I am immediately intrigued by the novel's unusual structure. The reading group meets once a month; the time span of the novel is one year. Each chapter introduces the book selection of the month. Each month a different woman makes the selection. The book becomes a reflection of each member’s personality but also speaks to the other women in some profound way, reflecting aspects of their own lives. Their personal stories are also revealed--their loves, heartbreaks, successes, disappointments, and growth. The women's personal stories evolve as the year progresses and often impact on their reactions to the book selection. They learn, through the books and their sensitive interaction with each other, how to cope with the intricacies of life's relationships. In the course of the year, each woman grows not only as an individual but also as a compassionate and understanding friend. See, it IS a woman’s book.

On one lovely level, The Reading Group demonstrates what we readers know--that there is something powerful and special about reading between the lines--in books AND in life. Personal growth can come from both. Immediately the relationship with reading brings a feel-good moment to me!

On another lovely level, I know how important my friends are to me. Friendship among women is very different from friendship among men. The Reading Group applauds the importance of these special relationships, and that puts it up with The Divine Secret of the Ya Ya Sisterhood.

I did have a bit of trouble for a while as I was introduced to the many characters in this book. The plot encompasses the group's members, their husbands and significant others, their children (and their problems), and some significant outsiders.
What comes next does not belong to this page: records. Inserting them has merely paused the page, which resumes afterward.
use anyhow::{Context, Result};
use directories::BaseDirs;
use std::{fs, path::PathBuf};
use tracing_appender::non_blocking::WorkerGuard;
use tracing_subscriber::EnvFilter;

pub fn log_dir() -> Option<PathBuf> {
    let base = BaseDirs::new()?;
    Some(base.data_dir().join("relay").join("logs"))
}

/// Logs go to a daily file so they never interleave with streamed text on stdout.
/// Keep the returned guard alive for the life of the process.
pub fn init() -> Result<Option<WorkerGuard>> {
    let Some(dir) = log_dir() else {
        return Ok(None);
    };
    fs::create_dir_all(&dir).with_context(|| format!("create log dir: {}", dir.display()))?;
    let appender = tracing_appender::rolling::daily(&dir, "relay.log");
    let (writer, guard) = tracing_appender::non_blocking(appender);
    let filter = EnvFilter::try_from_env("RELAY_LOG").unwrap_or_else(|_| EnvFilter::new("info"));
    tracing_subscriber::fmt()
        .with_env_filter(filter)
        .with_writer(writer)
        .with_ansi(false)
        .try_init()
        .map_err(|e| anyhow::anyhow!("install tracing subscriber: {e}"))?;
    Ok(Some(guard))
}
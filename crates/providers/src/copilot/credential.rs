use std::fmt;

const PROXY_MARKER: &str = "proxy-ep=";

/// Bearer credential with its routing hint split out once at the boundary.
#[derive(Clone, PartialEq, Eq)]
pub struct Credential {
    secret: String,
    routing_hint: Option<String>,
}

impl Credential {
    pub fn new<S: Into<String>>(secret: S) -> Self {
        let secret = secret.into();
        let routing_hint = extract_hint(&secret)
            .map(str::trim)
            .filter(|h| !h.is_empty())
            .map(str::to_string);
        Self {
            secret,
            routing_hint,
        }
    }

    pub fn secret(&self) -> &str {
        &self.secret
    }

    pub fn routing_hint(&self) -> Option<&str> {
        self.routing_hint.as_deref()
    }
}

impl fmt::Debug for Credential {
    fn fmt(&self, f: &mut fmt::Formatter<'_>) -> fmt::Result {
        f.debug_struct("Credential")
            .field("secret", &"<redacted>")
            .field("routing_hint", &self.routing_hint)
            .finish()
    }
}

/// Returns the text between `proxy-ep=` and the next `;` (or end of input).
pub fn extract_hint(credential: &str) -> Option<&str> {
    let start = credential.find(PROXY_MARKER)? + PROXY_MARKER.len();
    let rest = &credential[start..];
    let end = rest.find(';').unwrap_or(rest.len());
    Some(&rest[..end])
}

#[cfg(test)]
mod tests {
    use super::*;

    #[test]
    fn hint_between_marker_and_semicolon() {
        let tok = "tid=abc;exp=1700000000;proxy-ep=proxy.enterprise.githubcopilot.com;sku=x";
        assert_eq!(extract_hint(tok), Some("proxy.enterprise.githubcopilot.com"));
    }

    #[test]
    fn hint_runs_to_end_without_semicolon() {
        assert_eq!(extract_hint("a=1;proxy-ep=host.example:8443"), Some("host.example:8443"));
    }

    #[test]
    fn no_marker_no_hint() {
        assert_eq!(extract_hint(""), None);
        assert_eq!(extract_hint("sk-plain-key"), None);
        assert_eq!(extract_hint("proxy-ep"), None);
    }

    #[test]
    fn empty_hint_is_dropped_by_adapter() {
        assert_eq!(extract_hint("proxy-ep=;x=1"), Some(""));
        assert_eq!(Credential::new("proxy-ep=;x=1").routing_hint(), None);
    }

    #[test]
    fn credential_keeps_secret_verbatim() {
        let raw = "tid=1;proxy-ep=p.example.com;";
        let c = Credential::new(raw);
        assert_eq!(c.secret(), raw);
        assert_eq!(c.routing_hint(), Some("p.example.com"));
        assert!(!format!("{c:?}").contains("tid=1"));
    }
}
Not quite a cast of thousands, but definitely enough characters to have me checking back to the character listing at the beginning of the book. Ms. Noble must have had a premonition.

Don't be put off if it takes you a bit of time to get into this book. The many characters and the fact that each member of the group has a different life challenge--hence a slew of subplots to suck you in—doesn’t allow the book to flow as I might have liked. But once you've been bitten, you will want to find out how each problem is resolved. And I think you will be satisfied.

The Reading Group is a good one to take along on a trip. Oh, and if you're an Anglophile, you'll love these women and their language, their slang, their references, and their interests. At the same time they are universal, they are also oh so British. Enjoy.